3. The company is number 7 of the "fortune 1000 companies", whatever that means.
4. He earned 919 million last year. (yes, he broadcast this to the entire restaurant.)
5. He was talking to his friend's mother.
6. His freind's name is Lawrence.
7. Lawrence represents another business or charity and was there to ask this wealthy man for money.
8. Our rabbinical friend lost his mother on December 14th of the year 2000. She was 90.
Genevra returned from the ladies room exactly as the man handed the phone back to Lawrence. It felt like this man's conversation had been a half-time side show, like hold music on my lunch with G.
Last night I was rehearsing 43 Plays For 43 Presidents again. We're remoutning it on the southside at the Beverly Center for the Arts on May 8th. I was in a silly mood, and at one point when Genevra was playing the recently assassinated President Garfield and lying flat on her face, I leapt onto her back and kissed her face and made funny noises. (Yes, today I am a 30 year-old man. Happy birthday to me.)
She asked me to get off her as she said the others were "uncomfortable". Yeah, they probably were. It hit me that I had basically begun to hump my fiance by all appearances.
But I wanted to jump on her. And I wasn't hurting anyone. And who hasn't at some point in their lives wanted to jump onto the back of an alluring human being--even if it's to be silly and make funny noises?
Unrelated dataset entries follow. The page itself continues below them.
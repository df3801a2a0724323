//! Loads library roots as SWC-embedded units.
//!
//! A library root is a `.swc` archive or a directory. Directories contribute
//! their own `.as` files and the `.as` entries of every archive inside them.

use std::fs::{self, File};
use std::io::{self, Read};
use std::path::Path;
use std::sync::Arc;

use rayon::prelude::*;
use walkdir::WalkDir;
use zip::ZipArchive;

use crate::error::{CompileError, Result};
use crate::hir::CompilationUnit;

use super::file_spec::ZipEntryFile;
use super::project::Project;

/// Adds the entries of every library root of `project`. Roots are read in
/// parallel; units are added in root order.
pub fn load_library_path(project: &Project) -> Result<Vec<Arc<CompilationUnit>>> {
    let paths = project.source_paths();
    let roots = paths.library_roots();
    let per_root: Vec<Result<Vec<ZipEntryFile>>> = roots.par_iter().map(|root| read_library_root(root)).collect();

    let mut units = Vec::new();
    for (root, entries) in roots.iter().zip(per_root) {
        let entries = entries?;
        tracing::debug!(root = %root.display(), entries = entries.len(), "library root read");
        for entry in entries {
            units.push(project.add_library_entry(entry)?);
        }
    }
    tracing::info!(roots = roots.len(), units = units.len(), "library path loaded");
    Ok(units)
}

/// Source entries of one library root. A missing root has none.
pub fn read_library_root(root: &Path) -> Result<Vec<ZipEntryFile>> {
    if is_swc(root) && root.is_file() {
        return read_swc(root);
    }
    if !root.is_dir() {
        return Ok(Vec::new());
    }

    let mut out = Vec::new();
    for entry in WalkDir::new(root).sort_by_file_name() {
        let entry = entry.map_err(|err| {
            let path = err.path().unwrap_or(root).to_path_buf();
            CompileError::io(path, io::Error::from(err))
        })?;
        if !entry.file_type().is_file() {
            continue;
        }
        let path = entry.path();
        if is_swc(path) {
            out.extend(read_swc(path)?);
        } else if path.extension().is_some_and(|ext| ext == "as") {
            let Ok(relative) = path.strip_prefix(root) else {
                continue;
            };
            let contents = fs::read(path).map_err(|err| CompileError::io(path, err))?;
            let name = relative.to_string_lossy().replace('\\', "/");
            out.push(ZipEntryFile::new(root, name, contents));
        }
    }
    Ok(out)
}

/// The `.as` entries of an archive, sorted by entry name.
pub fn read_swc(path: &Path) -> Result<Vec<ZipEntryFile>> {
    let file = File::open(path).map_err(|err| CompileError::io(path, err))?;
    let mut archive = ZipArchive::new(file).map_err(|err| invalid_archive(path, err))?;

    let mut out = Vec::new();
    for index in 0..archive.len() {
        let mut entry = archive.by_index(index).map_err(|err| invalid_archive(path, err))?;
        if entry.is_dir() || !entry.name().ends_with(".as") {
            continue;
        }
        let name = entry.name().to_string();
        let mut contents = Vec::with_capacity(entry.size() as usize);
        entry
            .read_to_end(&mut contents)
            .map_err(|err| CompileError::io(path, err))?;
        out.push(ZipEntryFile::new(path, name, contents));
    }
    out.sort_by(|a, b| a.entry().cmp(b.entry()));
    Ok(out)
}

fn is_swc(path: &Path) -> bool {
    path.extension().is_some_and(|ext| ext == "swc")
}

fn invalid_archive(path: &Path, err: zip::result::ZipError) -> CompileError {
    CompileError::io(path, io::Error::new(io::ErrorKind::InvalidData, err))
}

#[cfg(test)]
mod tests {
    use super::*;
    use std::io::Write;
    use zip::write::SimpleFileOptions;

    fn write_swc(path: &Path, entries: &[(&str, &str)]) {
        let mut writer = zip::ZipWriter::new(File::create(path).unwrap());
        for (name, text) in entries {
            writer.start_file(*name, SimpleFileOptions::default()).unwrap();
            writer.write_all(text.as_bytes()).unwrap();
        }
        writer.finish().unwrap();
    }

    #[test]
    fn test_read_swc_keeps_source_entries() {
        let dir = tempfile::tempdir().unwrap();
        let swc = dir.path().join("core.swc");
        write_swc(
            &swc,
            &[
                ("pkg/B.as", "package pkg { public class B {} }"),
                ("catalog.xml", "<swc/>"),
                ("pkg/A.as", "package pkg { public class A {} }"),
            ],
        );
        let entries = read_swc(&swc).unwrap();
        let names: Vec<&str> = entries.iter().map(|e| e.entry()).collect();
        assert_eq!(names, vec!["pkg/A.as", "pkg/B.as"]);
    }

    #[test]
    fn test_read_swc_rejects_garbage() {
        let dir = tempfile::tempdir().unwrap();
        let swc = dir.path().join("broken.swc");
        fs::write(&swc, b"not a zip").unwrap();
        assert!(read_swc(&swc).unwrap_err().is_unit_local());
    }

    #[test]
    fn test_read_directory_root() {
        let dir = tempfile::tempdir().unwrap();
        fs::create_dir_all(dir.path().join("lib/pkg")).unwrap();
        fs::write(dir.path().join("lib/pkg/C.as"), "package pkg { public class C {} }").unwrap();
        write_swc(&dir.path().join("lib/extra.swc"), &[("D.as", "package { public class D {} }")]);

        let entries = read_library_root(&dir.path().join("lib")).unwrap();
        let names: Vec<&str> = entries.iter().map(|e| e.entry()).collect();
        assert_eq!(names, vec!["D.as", "pkg/C.as"]);
        assert!(read_library_root(&dir.path().join("missing")).unwrap().is_empty());
    }
}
If I'm not hurting anyone, can't I say or do whatever I want? Why did the Rabbi on the phone irritate me so much? And why was it such a bad thing that he shouted his 2003 earnings to the entire Loop? And why was it funny when the driver on the El today basically annouced to us that he had to take a wiz?
We loved the man on the El today. We hate the man on the cell phone who's sharing his salary with the diner. And we're uneasy over the man who leaps onto his fiance in the middle of a reahearsal. Some violations of the status quo seem pleasing, some will always bother people--like they are rules broken from an omnipresent book that no one wrote. It's been there since middle school when suddenly there were things you didn't do or say, because if you did them or said them you were a geek. Am I a geek? Is the Rabbi a geek? Is the El driver one of the cool kids? Have we never left public school?
I swear, we think we've grown up but we haven't. In no time we'll be telling our kids that they shouldn't skip and throw their arms around because people will think they're crazy. We'll tell them not to pinch their wee-wee's and stomp and say they "gotta pee." We'll insist that they stifle their loud laughter, hint that they're too old to play with dolls, and beg them not to run screaming through the yard. And then we will turn around and laugh at how unenlightened their adolescent rulebooks are. We will say "oh, what, is that not cool now?" and chuckle to ourselves because we're adults and we have it all figured out.
Look around. I love this place but it is largely joyless. And that's why your adolecent children think we're all a bunch of fakes. Please dance today. Do something. And I promise to jump on my fiance as often as I possibly can. And when the kids in school make a face, I'll moon them and scream like coyote. And hey, Mr. 919 milliion, GOOD FOR YOU! And while we're at it, let's all stop to pee when we have to pee, and we can be charming about it, too. We can, dare I suggest, hold our wee-wees and stomp. Why the fuck not? Huh? Why?